Caching sounds fine, and it is a very potent method. Nevertheless, I avoid using it until I have almost no other options left, and no good ones. You now have to manage that cache, introduce a potential for hard to debug and rare runtime timing errors, and add a lot of complexity. For me, adding caching should come at the end, when the whole project is finished, you exhausted all your architecture options, and you still need more speed. And I'll add some big warnings, and pray I don't run into too many new issues introduced by caching.

It's better for things that are well isolated and definitely completely "inside the box" with no apparent way for the effects to have an effect outside the module, but you never know when you overlook something, or when some later refactoring leads to the originally sane and clean assumptions to be made invalid without anyone noticing, because whoever does the refactoring only looks at a sub-section of the code. So it is not just a question of getting it right for the current system, but to anticipate that anything that can go wrong might actually indeed go wrong, if I leave enough opportunities (complexity) even in right now well-encapsulated modules.

I mean, it's like having more than one database and you have to use both and keep them in sync. Who does that voluntarily? There's already caching inside many of the lower levels, from SSDs, CPUs, to the OS, and it's complex enough already, and can lead to unexpected behavior. Adding even more of that in the app itself does not appeal to me, if I can help it. I'm just way too stupid for all this complexity, I need it nice and simple. Well, as nice and simple as it gets these days, we seem to be moving towards biological system level complexity in larger IT systems.

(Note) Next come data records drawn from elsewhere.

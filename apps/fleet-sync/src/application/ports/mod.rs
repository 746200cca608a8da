//! Port Interfaces
//!
//! Defines the interfaces (ports) for external systems following
//! the Hexagonal Architecture pattern. These are the contracts that
//! infrastructure adapters must implement.
//!
//! ## Driven Ports (Outbound)
//!
//! - `FleetGateway`: Request/response access to the fleet manager's REST API
//! - `StreamPort`: Lifecycle of the metrics stream connection

mod fleet_gateway_port;
mod stream_port;

#[cfg(test)]
pub use fleet_gateway_port::MockFleetGateway;
pub use fleet_gateway_port::{DEFAULT_LOG_TAIL, FleetGateway, GatewayError};
pub use stream_port::StreamPort;
//! Fleet Manager REST Adapter
//!
//! `reqwest` implementation of the `FleetGateway` port.

pub mod api_types;
mod http_client;

pub use http_client::HttpFleetGateway;
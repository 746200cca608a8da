//! Resource metrics pushed over the stream (and readable over REST).

use std::collections::HashMap;

use serde::{Deserialize, Serialize};
use serde_with::{DefaultOnNull, serde_as};

/// Whole-host metrics snapshot (`stats` message).
///
/// `Default` is the zero snapshot shown before the first stream message.
#[derive(Debug, Clone, Default, PartialEq, Serialize, Deserialize)]
#[serde(rename_all = "camelCase", default)]
pub struct SystemStats {
    /// CPU usage, percent.
    pub cpu_usage: f64,
    /// Logical CPU count.
    pub cpu_cores: u32,
    /// Memory used, bytes.
    pub memory_used: u64,
    /// Memory total, bytes.
    pub memory_total: u64,
    /// Memory used, percent.
    pub memory_percent: f64,
    /// Disk used, bytes.
    pub disk_used: u64,
    /// Disk total, bytes.
    pub disk_total: u64,
    /// Disk used, percent.
    pub disk_percent: f64,
    /// Host uptime, seconds.
    pub uptime: u64,
    /// Host name.
    pub hostname: String,
    /// Operating system.
    pub os: String,
    /// Platform / distribution.
    pub platform: String,
}

/// Resource usage of one container.
#[derive(Debug, Clone, Default, PartialEq, Serialize, Deserialize)]
#[serde(rename_all = "camelCase", default)]
pub struct ContainerStats {
    /// CPU usage, percent.
    pub cpu_percent: f64,
    /// Memory used, bytes.
    pub memory_usage: u64,
    /// Memory limit, bytes.
    pub memory_limit: u64,
    /// Memory used, percent of limit.
    pub memory_percent: f64,
    /// Bytes received.
    pub network_rx: u64,
    /// Bytes sent.
    pub network_tx: u64,
    /// Bytes read from block devices.
    pub block_read: u64,
    /// Bytes written to block devices.
    pub block_write: u64,
}

/// Per-container metrics map (`container_stats` message).
///
/// Each message is a complete snapshot: ids missing here are no longer
/// reporting.
#[serde_as]
#[derive(Debug, Clone, Default, PartialEq, Serialize, Deserialize)]
#[serde(default)]
pub struct ContainerStatsPayload {
    /// Metrics keyed by container id.
    #[serde_as(as = "DefaultOnNull")]
    pub containers: HashMap<String, ContainerStats>,
    /// Server-side sample time, unix seconds.
    pub timestamp: i64,
}
//! HTTP implementation of the fleet gateway.
//!
//! One request per call, no retries. Path segments are percent-encoded.

use std::time::Instant;

use async_trait::async_trait;
use reqwest::{Client, Method, Url};
use serde::Serialize;
use serde::de::DeserializeOwned;
use serde_json::Value;

use super::api_types::{ComposeUpdate, error_message};
use crate::application::ports::{FleetGateway, GatewayError};
use crate::domain::fleet::{
    ComposeFile, ContainerInfo, ContainerLogs, ContainerStats, CreateNetworkRequest,
    CreateVolumeRequest, HealthResponse, ImageInfo, NetworkInfo, StackInfo, StatusResponse,
    SystemStats, VolumeInfo,
};
use crate::infrastructure::config::RestSettings;
use crate::infrastructure::metrics;

/// `FleetGateway` over the fleet manager's JSON API.
#[derive(Debug, Clone)]
pub struct HttpFleetGateway {
    client: Client,
    base_url: Url,
    health_url: Url,
}

impl HttpFleetGateway {
    /// Create a gateway from settings.
    ///
    /// # Errors
    ///
    /// Returns an error if a URL is invalid or the HTTP client cannot be built.
    pub fn new(settings: &RestSettings) -> Result<Self, GatewayError> {
        let client = Client::builder()
            .timeout(settings.timeout)
            .build()
            .map_err(|e| GatewayError::Network(e.to_string()))?;

        Self::with_client(client, &settings.base_url, &settings.health_url)
    }

    /// Create a gateway around an existing client.
    ///
    /// # Errors
    ///
    /// Returns an error if a URL is invalid.
    pub fn with_client(
        client: Client,
        base_url: &str,
        health_url: &str,
    ) -> Result<Self, GatewayError> {
        let base_url = Url::parse(base_url)
            .map_err(|e| GatewayError::InvalidRequest(format!("base URL {base_url}: {e}")))?;
        if base_url.cannot_be_a_base() {
            return Err(GatewayError::InvalidRequest(format!(
                "base URL {base_url} cannot carry paths"
            )));
        }
        let health_url = Url::parse(health_url)
            .map_err(|e| GatewayError::InvalidRequest(format!("health URL {health_url}: {e}")))?;

        Ok(Self {
            client,
            base_url,
            health_url,
        })
    }

    /// REST base URL.
    #[must_use]
    pub const fn base_url(&self) -> &Url {
        &self.base_url
    }

    /// `base_url` followed by `segments`, each percent-encoded.
    fn url(&self, segments: &[&str]) -> Result<Url, GatewayError> {
        let mut url = self.base_url.clone();
        url.path_segments_mut()
            .map_err(|()| GatewayError::InvalidRequest("base URL cannot carry paths".to_string()))?
            .pop_if_empty()
            .extend(segments);
        Ok(url)
    }

    fn url_with_query(
        &self,
        segments: &[&str],
        query: &[(&str, &str)],
    ) -> Result<Url, GatewayError> {
        let mut url = self.url(segments)?;
        url.query_pairs_mut().extend_pairs(query);
        Ok(url)
    }

    async fn get<T: DeserializeOwned>(
        &self,
        operation: &'static str,
        url: Url,
    ) -> Result<T, GatewayError> {
        self.request(operation, Method::GET, url, None::<&()>).await
    }

    async fn post<T: DeserializeOwned>(
        &self,
        operation: &'static str,
        url: Url,
    ) -> Result<T, GatewayError> {
        self.request(operation, Method::POST, url, None::<&()>).await
    }

    #[allow(clippy::future_not_send)]
    async fn send_json<T: DeserializeOwned, B: Serialize + Sync>(
        &self,
        operation: &'static str,
        method: Method,
        url: Url,
        body: &B,
    ) -> Result<T, GatewayError> {
        self.request(operation, method, url, Some(body)).await
    }

    #[allow(clippy::future_not_send)]
    async fn request<T: DeserializeOwned, B: Serialize + Sync>(
        &self,
        operation: &'static str,
        method: Method,
        url: Url,
        body: Option<&B>,
    ) -> Result<T, GatewayError> {
        let started = Instant::now();
        let result = self.execute(&method, url, body).await;

        let outcome = match &result {
            Ok(_) => "success",
            Err(GatewayError::Api { .. }) => "api_error",
            Err(GatewayError::Decode(_)) => "decode_error",
            Err(_) => "network_error",
        };
        metrics::record_rest_request(operation, outcome, started.elapsed());

        if let Err(e) = &result {
            tracing::debug!(operation, method = %method, error = %e, "Fleet API request failed");
        }
        result
    }

    async fn execute<T: DeserializeOwned, B: Serialize + Sync>(
        &self,
        method: &Method,
        url: Url,
        body: Option<&B>,
    ) -> Result<T, GatewayError> {
        let mut request = self.client.request(method.clone(), url);
        if let Some(b) = body {
            request = request.json(b);
        }

        let response = request
            .send()
            .await
            .map_err(|e| GatewayError::Network(e.to_string()))?;

        let status = response.status();
        let text = response
            .text()
            .await
            .map_err(|e| GatewayError::Network(e.to_string()))?;

        if !status.is_success() {
            return Err(GatewayError::Api {
                status: status.as_u16(),
                message: error_message(status, &text),
            });
        }

        if text.trim().is_empty() {
            return decode_empty();
        }
        serde_json::from_str(&text).map_err(|e| GatewayError::Decode(e.to_string()))
    }
}

#[async_trait]
impl FleetGateway for HttpFleetGateway {
    async fn system_stats(&self) -> Result<SystemStats, GatewayError> {
        self.get("system_stats", self.url(&["stats"])?).await
    }

    async fn health(&self) -> Result<HealthResponse, GatewayError> {
        self.get("health", self.health_url.clone()).await
    }

    async fn list_stacks(&self) -> Result<Vec<StackInfo>, GatewayError> {
        self.get("list_stacks", self.url(&["stacks"])?).await
    }

    async fn get_stack(&self, name: &str) -> Result<StackInfo, GatewayError> {
        self.get("get_stack", self.url(&["stacks", name])?).await
    }

    async fn start_stack(&self, name: &str) -> Result<StatusResponse, GatewayError> {
        self.post("start_stack", self.url(&["stacks", name, "start"])?)
            .await
    }

    async fn stop_stack(&self, name: &str) -> Result<StatusResponse, GatewayError> {
        self.post("stop_stack", self.url(&["stacks", name, "stop"])?)
            .await
    }

    async fn restart_stack(&self, name: &str) -> Result<StatusResponse, GatewayError> {
        self.post("restart_stack", self.url(&["stacks", name, "restart"])?)
            .await
    }

    async fn pull_stack(&self, name: &str) -> Result<StatusResponse, GatewayError> {
        self.post("pull_stack", self.url(&["stacks", name, "pull"])?)
            .await
    }

    async fn compose_file(&self, name: &str) -> Result<String, GatewayError> {
        let file: ComposeFile = self
            .get("compose_file", self.url(&["stacks", name, "compose"])?)
            .await?;
        Ok(file.content)
    }

    async fn update_compose_file(
        &self,
        name: &str,
        content: &str,
    ) -> Result<StatusResponse, GatewayError> {
        self.send_json(
            "update_compose_file",
            Method::PUT,
            self.url(&["stacks", name, "compose"])?,
            &ComposeUpdate { content },
        )
        .await
    }

    async fn list_containers(&self, all: bool) -> Result<Vec<ContainerInfo>, GatewayError> {
        let all = if all { "true" } else { "false" };
        self.get(
            "list_containers",
            self.url_with_query(&["containers"], &[("all", all)])?,
        )
        .await
    }

    async fn get_container(&self, id: &str) -> Result<ContainerInfo, GatewayError> {
        self.get("get_container", self.url(&["containers", id])?)
            .await
    }

    async fn start_container(&self, id: &str) -> Result<StatusResponse, GatewayError> {
        self.post("start_container", self.url(&["containers", id, "start"])?)
            .await
    }

    async fn stop_container(&self, id: &str) -> Result<StatusResponse, GatewayError> {
        self.post("stop_container", self.url(&["containers", id, "stop"])?)
            .await
    }

    async fn restart_container(&self, id: &str) -> Result<StatusResponse, GatewayError> {
        self.post(
            "restart_container",
            self.url(&["containers", id, "restart"])?,
        )
        .await
    }

    async fn container_logs(&self, id: &str, tail: &str) -> Result<String, GatewayError> {
        let logs: ContainerLogs = self
            .get(
                "container_logs",
                self.url_with_query(&["containers", id, "logs"], &[("tail", tail)])?,
            )
            .await?;
        Ok(logs.logs)
    }

    async fn container_stats(&self, id: &str) -> Result<ContainerStats, GatewayError> {
        self.get("container_stats", self.url(&["containers", id, "stats"])?)
            .await
    }

    async fn list_volumes(&self) -> Result<Vec<VolumeInfo>, GatewayError> {
        self.get("list_volumes", self.url(&["volumes"])?).await
    }

    async fn create_volume(
        &self,
        request: &CreateVolumeRequest,
    ) -> Result<VolumeInfo, GatewayError> {
        self.send_json("create_volume", Method::POST, self.url(&["volumes"])?, request)
            .await
    }

    async fn delete_volume(
        &self,
        name: &str,
        force: bool,
    ) -> Result<StatusResponse, GatewayError> {
        let force = if force { "true" } else { "false" };
        self.request(
            "delete_volume",
            Method::DELETE,
            self.url_with_query(&["volumes", name], &[("force", force)])?,
            None::<&()>,
        )
        .await
    }

    async fn list_networks(&self) -> Result<Vec<NetworkInfo>, GatewayError> {
        self.get("list_networks", self.url(&["networks"])?).await
    }

    async fn create_network(
        &self,
        request: &CreateNetworkRequest,
    ) -> Result<NetworkInfo, GatewayError> {
        self.send_json(
            "create_network",
            Method::POST,
            self.url(&["networks"])?,
            request,
        )
        .await
    }

    async fn delete_network(&self, id: &str) -> Result<StatusResponse, GatewayError> {
        self.request(
            "delete_network",
            Method::DELETE,
            self.url(&["networks", id])?,
            None::<&()>,
        )
        .await
    }

    async fn list_images(&self) -> Result<Vec<ImageInfo>, GatewayError> {
        self.get("list_images", self.url(&["images"])?).await
    }
}

/// An empty success body reads as `null`, or as `{}` for object responses.
fn decode_empty<T: DeserializeOwned>() -> Result<T, GatewayError> {
    T::deserialize(Value::Null)
        .or_else(|_| T::deserialize(Value::Object(serde_json::Map::new())))
        .map_err(|e| GatewayError::Decode(e.to_string()))
}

If you are not writing the end-system but a library, there is also the possibility that the actual system will do its own caching on a higher level. I would carefully evaluate if there is really a need to do any caching inside my library? Depending on how it is used, the higher level doing it too would likely make that obsolete because the library functions will not be called as often as predicted in the first place.

There is also that you need a very different focus and mindset for the caching code, compared to the code doing the actual work. For caching, you look at very different things than what you think about for the algorithm. For the app you think on a higher level, how to get work done, and for caching you go down into the oily and dirty gear boxes of the machine and check all the shafts and gears and connections. Ideally caching would not be part of the business code at all, but it is hard to avoid and the result is messy, very different kinds of code, dealing with very different problems, close together or even intertwined.

2 days ago | parent | prev | next [-]
[deleted]
nativeit 2 days ago | parent | prev [-]

> I often wonder how much of this is attributable to the training data...

I'd reckon anywhere between 99.9%-100%. Give or take.